Mr Chan was formerly involved in the restaurant business, but switched to teaching about seven years ago. He now teaches Restaurant Service and Culinary Skills at Northlight School, and puts students through their paces in the school’s ‘live’ restaurant. Drawing a parallel between running a restaurant and managing a class, he says, “I try to provide my students with a good ‘ambience’ in the form of a conducive learning environment, so that they will be excited about the ‘brain food’ they get during the lesson and look forward to the next session.”
Northlight School students taking courses under the Hospitality Department don’t only learn to cook. They are trained in a whole gamut of skills that culminates in a two-month long industrial attachment. Other than food preparation, they learn how to conduct housekeeping services, develop effective communication skills to provide good customer service, and serve food with excellent waiting skills for the food and beverage industry.
In the ‘live’ restaurant, students get to put into practice what they have learned, and some also get to operate the restaurant. They serve mainly teachers and students, and has been ‘patronised’ by invited guests such as Prime Minister Lee Hsien Loong, Education Minister Dr Ng Eng Hen and the First Lady Mrs S.R. Nathan.
Reflecting on his role, Mr Chan remarks, “I regard my students as my ‘customers’, and I try to fulfill their needs through good service, ambience and, of course, food. But the ‘food’ I provide here is to nurture their minds and intellect.”
Food for thought
Mr Chan sees his role as not only teaching his students hospitality skills, but also helping to get their ‘brain juices’ flowing in the first place. For example, a firm believer in the benefits of eating proper meals, Mr Chan was concerned that students were having their meals at fast-food restaurants rather than eating meals cooked at home. He started an initiative to ensure that students have at least one hot meal a day, so that they can study better and concentrate in school.

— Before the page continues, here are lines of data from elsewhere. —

//! # Configuration
//!
//! Centralizes all settings with a clear override hierarchy:
//! defaults → config file → env vars → CLI flags.
//!
//! Config lives at `~/.promptshare/config.toml`. If missing on first run, a
//! commented-out default is generated so users can discover all options.

use log::{debug, info, warn};
use serde::{Deserialize, Serialize};
use std::fmt;
use std::fs;
use std::path::{Path, PathBuf};
use std::time::Duration;

// ============================================================================
// Config Structs (all fields Option<T> for sparse TOML)
// ============================================================================

#[derive(Debug, Default, Deserialize, Serialize)]
pub struct PromptshareConfig {
    #[serde(default)]
    pub api: ApiConfig,
    #[serde(default)]
    pub general: GeneralConfig,
}

#[derive(Debug, Default, Deserialize, Serialize)]
pub struct ApiConfig {
    pub base_url: Option<String>,
    pub timeout_secs: Option<u64>,
}

#[derive(Debug, Default, Deserialize, Serialize)]
pub struct GeneralConfig {
    pub default_name: Option<String>,
    pub save_dir: Option<String>,
}

// ============================================================================
// Defaults
// ============================================================================

pub const DEFAULT_BASE_URL: &str = "https://dalle-arbb.onrender.com";
pub const DEFAULT_TIMEOUT_SECS: u64 = 120;
pub const DEFAULT_SAVE_DIR: &str = ".";

// ============================================================================
// Resolved Config (concrete values, no Options)
// ============================================================================

#[derive(Debug, Clone, PartialEq)]
pub struct ResolvedConfig {
    pub base_url: String,
    pub timeout: Duration,
    pub default_name: String,
    pub save_dir: PathBuf,
}

/// Values given on the command line. `None` means "not specified".
#[derive(Debug, Default, Clone)]
pub struct CliOverrides {
    pub api_url: Option<String>,
    pub name: Option<String>,
    pub save_dir: Option<PathBuf>,
}

// ============================================================================
// Error Type
// ============================================================================

#[derive(Debug)]
pub enum ConfigError {
    Io(std::io::Error),
    Parse(toml::de::Error),
}

impl fmt::Display for ConfigError {
    fn fmt(&self, f: &mut fmt::Formatter<'_>) -> fmt::Result {
        match self {
            ConfigError::Io(e) => write!(f, "config I/O error: {e}"),
            ConfigError::Parse(e) => write!(f, "config parse error: {e}"),
        }
    }
}

impl std::error::Error for ConfigError {}

// ============================================================================
// Loading
// ============================================================================

/// Returns the path to `~/.promptshare/config.toml`.
pub fn config_path() -> Option<PathBuf> {
    dirs::home_dir().map(|h| h.join(".promptshare").join("config.toml"))
}

/// Load config from `~/.promptshare/config.toml`.
///
/// If the file doesn't exist, generates a commented-out default and
/// returns `PromptshareConfig::default()`. If it exists but is malformed,
/// returns `ConfigError::Parse`.
pub fn load_config() -> Result<PromptshareConfig, ConfigError> {
    let path = match config_path() {
        Some(p) => p,
        None => {
            warn!("Could not determine home directory, using default config");
            return Ok(PromptshareConfig::default());
        }
    };
    load_config_from(&path)
}

pub fn load_config_from(path: &Path) -> Result<PromptshareConfig, ConfigError> {
    if !path.exists() {
        info!("No config file found, generating default at {}", path.display());
        generate_default_config(path);
        return Ok(PromptshareConfig::default());
    }

    let contents = fs::read_to_string(path).map_err(ConfigError::Io)?;
    let config: PromptshareConfig = toml::from_str(&contents).map_err(ConfigError::Parse)?;
    info!("Loaded config from {}", path.display());
    debug!("Config: {:?}", config);
    Ok(config)
}

/// Generates a commented-out default config file at the given path.
fn generate_default_config(path: &Path) {
    let default_content = r#"# promptshare configuration
# All settings are optional. Defaults are used for anything not specified.
# Override hierarchy: defaults → this file → env vars → CLI flags.

# [api]
# base_url = "https://dalle-arbb.onrender.com"   # Or set PROMPTSHARE_API_URL
# timeout_secs = 120

# [general]
# default_name = "Jane"      # Or set PROMPTSHARE_NAME
# save_dir = "."             # Where Ctrl+S writes generated photos
"#;

    if let Some(parent) = path.parent() {
        if let Err(e) = fs::create_dir_all(parent) {
            warn!("Failed to create config directory: {}", e);
            return;
        }
    }
    if let Err(e) = fs::write(path, default_content) {
        warn!("Failed to write default config: {}", e);
    }
}

// ============================================================================
// Resolution
// ============================================================================

/// Resolve the final config by collapsing: defaults → config file → env vars → CLI.
pub fn resolve(config: &PromptshareConfig, cli: &CliOverrides) -> ResolvedConfig {
    resolve_with_env(config, cli, |key| std::env::var(key).ok())
}

/// Same as [`resolve`] with an injectable environment lookup.
pub fn resolve_with_env(
    config: &PromptshareConfig,
    cli: &CliOverrides,
    env: impl Fn(&str) -> Option<String>,
) -> ResolvedConfig {
    // Base URL: CLI → env → config → default
    let base_url = cli
        .api_url
        .clone()
        .or_else(|| env("PROMPTSHARE_API_URL"))
        .or_else(|| config.api.base_url.clone())
        .unwrap_or_else(|| DEFAULT_BASE_URL.to_string());

    // Author name: CLI → env → config → empty
    let default_name = cli
        .name
        .clone()
        .or_else(|| env("PROMPTSHARE_NAME"))
        .or_else(|| config.general.default_name.clone())
        .unwrap_or_default();

    let save_dir = cli
        .save_dir
        .clone()
        .or_else(|| config.general.save_dir.as_ref().map(PathBuf::from))
        .unwrap_or_else(|| PathBuf::from(DEFAULT_SAVE_DIR));

    ResolvedConfig {
        base_url,
        timeout: Duration::from_secs(config.api.timeout_secs.unwrap_or(DEFAULT_TIMEOUT_SECS)),
        default_name,
        save_dir,
    }
}
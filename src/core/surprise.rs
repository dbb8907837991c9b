//! "Surprise me" prompt suggestions.

use rand::Rng;
use rand::seq::SliceRandom;

pub const SURPRISE_PROMPTS: &[&str] = &[
    "an armchair in the shape of an avocado",
    "a surrealist dream-like oil painting by Salvador Dalí of a cat playing checkers",
    "teddy bears shopping for groceries in Japan, ukiyo-e",
    "an oil painting by Matisse of a humanoid robot playing chess",
    "panda mad scientist mixing sparkling chemicals, digital art",
    "a macro 35mm photograph of two mice in Hawaii, they're each wearing tiny swimsuits and are carrying tiny surf boards, digital art",
    "3D render of a cute tropical fish in an aquarium on a dark blue background, digital art",
    "an astronaut lounging in a tropical resort in space, vaporwave",
    "an oil painting portrait of a capybara wearing medieval royal robes and an ornate crown on a dark background",
    "a stained glass window depicting a hamburger and french fries",
    "a pencil and watercolor drawing of a bright city in the future with flying cars",
    "a sunlit indoor lounge area with a pool with clear water and another pool with translucent pastel pink water, next to a big window, digital art",
    "a fortune-telling shiba inu reading your fate in a giant hamburger, digital art",
    "a sea otter with a pearl earring by Johannes Vermeer",
    "an oil pastel drawing of an annoyed cat in a spaceship",
    "a painting of a fox in the style of Starry Night",
    "a bowl of soup that looks like a monster, knitted out of wool",
    "a plush toy robot sitting against a yellow wall",
    "a synthwave style sunset above the reflecting water of the sea, digital art",
    "an impressionist oil painting of sunflowers in a purple vase",
    "a hand drawn sketch of a Porsche 911",
    "a lighthouse on a cliff during a thunderstorm, ink wash painting",
];

/// Picks a suggestion that differs from `current`.
pub fn random_prompt<R: Rng + ?Sized>(current: &str, rng: &mut R) -> String {
    loop {
        // SURPRISE_PROMPTS is a non-empty const, so `choose` always yields.
        let Some(pick) = SURPRISE_PROMPTS.choose(rng) else {
            return String::new();
        };
        if *pick != current {
            return (*pick).to_string();
        }
    }
}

The school was aided in this effort through the Buddhist Lodge Foundation’s generous donation of rice. Initially, needy students lugged home 2-kg packets of the rice. However, Mr Chan realised that their busy working parents might not always have the time to cook at home.
So he roped in the canteen vendors. The rice is now given to them, who provide hot meals for the students during recess, but do not charge them for the rice. “Most of our students’ best meal of the day is when they are in school!” Mr Chan quips.
Bonding over food
Mr Chan’s positive experience with the rice donation spawned an idea for yet another initiative. To help teach students to be independent and of service to others as well, he guided Hospitality students to create a recipe book. It contains a treasure trove of recipes that are simple enough to follow, yet challenging enough for those with Jamie Oliver-esque inclinations.

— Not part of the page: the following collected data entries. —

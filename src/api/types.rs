//! Wire types for the two endpoints the form talks to.

use serde::{Deserialize, Serialize};

use crate::core::draft::PostDraft;

/// Body of `POST /api/v1/dalle`.
#[derive(Serialize, Debug, Clone, PartialEq)]
pub struct GenerateImageRequest<'a> {
    pub prompt: &'a str,
}

/// Reply of `POST /api/v1/dalle`. `photo` is bare base64, no media prefix.
#[derive(Deserialize, Debug, Clone, PartialEq)]
pub struct GenerateImageResponse {
    pub photo: String,
}

/// Body of `POST /api/v1/post`. The photo is sent as the full data URI.
#[derive(Serialize, Debug, Clone, PartialEq)]
pub struct CreatePostRequest<'a> {
    pub name: &'a str,
    pub prompt: &'a str,
    pub photo: &'a str,
}

impl<'a> CreatePostRequest<'a> {
    pub fn from_draft(draft: &'a PostDraft) -> Self {
        Self {
            name: &draft.name,
            prompt: &draft.prompt,
            photo: draft.photo.as_deref().unwrap_or_default(),
        }
    }
}
//! # TitleBar Component
//!
//! Top status bar: app name, current route, the service being talked to and
//! the latest status message.
//!
//! ## Stateless Component
//!
//! TitleBar is purely presentational. It receives all data as props and has
//! no internal state:
//!
//! ```rust,ignore
//! let mut title_bar = TitleBar {
//!     route: app.route,
//!     base_url: config.base_url.clone(),
//!     status_message: app.status_message.clone(),
//! };
//! title_bar.render(frame, area);
//! ```
//!
//! ## Conditional Formatting
//!
//! 1. **Status message**: `"promptshare /create-post @ https://host | Generating..."`
//! 2. **Default**: `"promptshare /create-post @ https://host"`

use crate::core::state::Route;
use crate::tui::component::Component;
use ratatui::Frame;
use ratatui::layout::Rect;
use ratatui::style::{Color, Modifier, Style};
use ratatui::text::{Line, Span};

pub struct TitleBar {
    pub route: Route,
    /// Service base URL (e.g., "https://dalle-arbb.onrender.com")
    pub base_url: String,
    /// Status message (e.g., "Generating...", "Image ready")
    pub status_message: String,
}

impl TitleBar {
    pub fn new(route: Route, base_url: String, status_message: String) -> Self {
        Self {
            route,
            base_url,
            status_message,
        }
    }

    fn line(&self) -> Line<'static> {
        let mut spans = vec![
            Span::styled(
                "promptshare ",
                Style::default().fg(Color::Magenta).add_modifier(Modifier::BOLD),
            ),
            Span::raw(format!("{} @ {}", self.route.path(), self.base_url)),
        ];
        if !self.status_message.is_empty() {
            spans.push(Span::styled(
                format!(" | {}", self.status_message),
                Style::default().fg(Color::Yellow),
            ));
        }
        Line::from(spans)
    }
}

impl Component for TitleBar {
    fn render(&mut self, frame: &mut Frame, area: Rect) {
        frame.render_widget(self.line(), area);
    }
}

“The objective of the book is to enable all students – not just Hospitality students – to take ownership in cooking nutritious meals for themselves and others,” explains Mr Chan. The book is packed with many picture illustrations and explanations of culinary terms. All the preparation and cooking process are detailed thoroughly, using a step-by-step sequence.
To promote interest and awareness, every class has been given a set of recipe cards with individual recipes that students can exchange among themselves after they’ve tried out the recipes. If they have any questions about the recipes, their form teachers will try to answer them, to get them off to a good start in preparing their own meals.

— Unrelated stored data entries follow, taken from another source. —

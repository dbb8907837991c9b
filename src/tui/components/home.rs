//! # Home Component
//!
//! The application root. Lists the posts shared during this run, newest
//! first, and tells the user how to start another.

use ratatui::Frame;
use ratatui::layout::{Constraint, Layout, Rect};
use ratatui::style::{Color, Modifier, Style};
use ratatui::text::{Line, Span};
use ratatui::widgets::{Block, BorderType, List, ListItem, Paragraph};

use crate::core::state::SharedPost;
use crate::tui::component::Component;

pub struct Home<'a> {
    pub shared_posts: &'a [SharedPost],
}

fn post_item(post: &SharedPost) -> ListItem<'static> {
    let author = if post.name.is_empty() {
        "anonymous".to_string()
    } else {
        post.name.clone()
    };
    ListItem::new(Line::from(vec![
        Span::styled(
            post.shared_at.format("%H:%M ").to_string(),
            Style::default().fg(Color::DarkGray),
        ),
        Span::styled(author, Style::default().fg(Color::Cyan).add_modifier(Modifier::BOLD)),
        Span::raw(": "),
        Span::raw(post.prompt.clone()),
    ]))
}

impl Component for Home<'_> {
    fn render(&mut self, frame: &mut Frame, area: Rect) {
        let [header_area, list_area, help_area] = Layout::vertical([
            Constraint::Length(3),
            Constraint::Min(0),
            Constraint::Length(1),
        ])
        .areas(area);

        let header = Paragraph::new(vec![
            Line::from(Span::styled(
                "The Community Showcase",
                Style::default().add_modifier(Modifier::BOLD),
            )),
            Line::from(Span::styled(
                "Posts you shared in this session",
                Style::default().fg(Color::DarkGray),
            )),
        ]);
        frame.render_widget(header, header_area);

        let block = Block::bordered()
            .border_type(BorderType::Rounded)
            .border_style(Style::default().fg(Color::DarkGray))
            .title(format!("Shared ({})", self.shared_posts.len()));

        if self.shared_posts.is_empty() {
            let empty = Paragraph::new(Span::styled(
                "Nothing shared yet",
                Style::default().fg(Color::DarkGray),
            ))
            .block(block);
            frame.render_widget(empty, list_area);
        } else {
            let items: Vec<ListItem> = self.shared_posts.iter().rev().map(post_item).collect();
            frame.render_widget(List::new(items).block(block), list_area);
        }

        frame.render_widget(
            Span::styled("n: create a post   q / Esc: quit", Style::default().fg(Color::DarkGray)),
            help_area,
        );
    }
}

Thanks to this recipe book and the recipe cards, the kitchens in many students’ homes have now come alive with the tantalising aromas of delicious food – that they have cooked themselves! The quality of family life has received a boost too, as the whole family bonds over a hearty meal. As Mr Chan points out, “Their families are very happy not only because they get to eat good food, but more because they get to share the whole food preparation and cooking experience with their child.”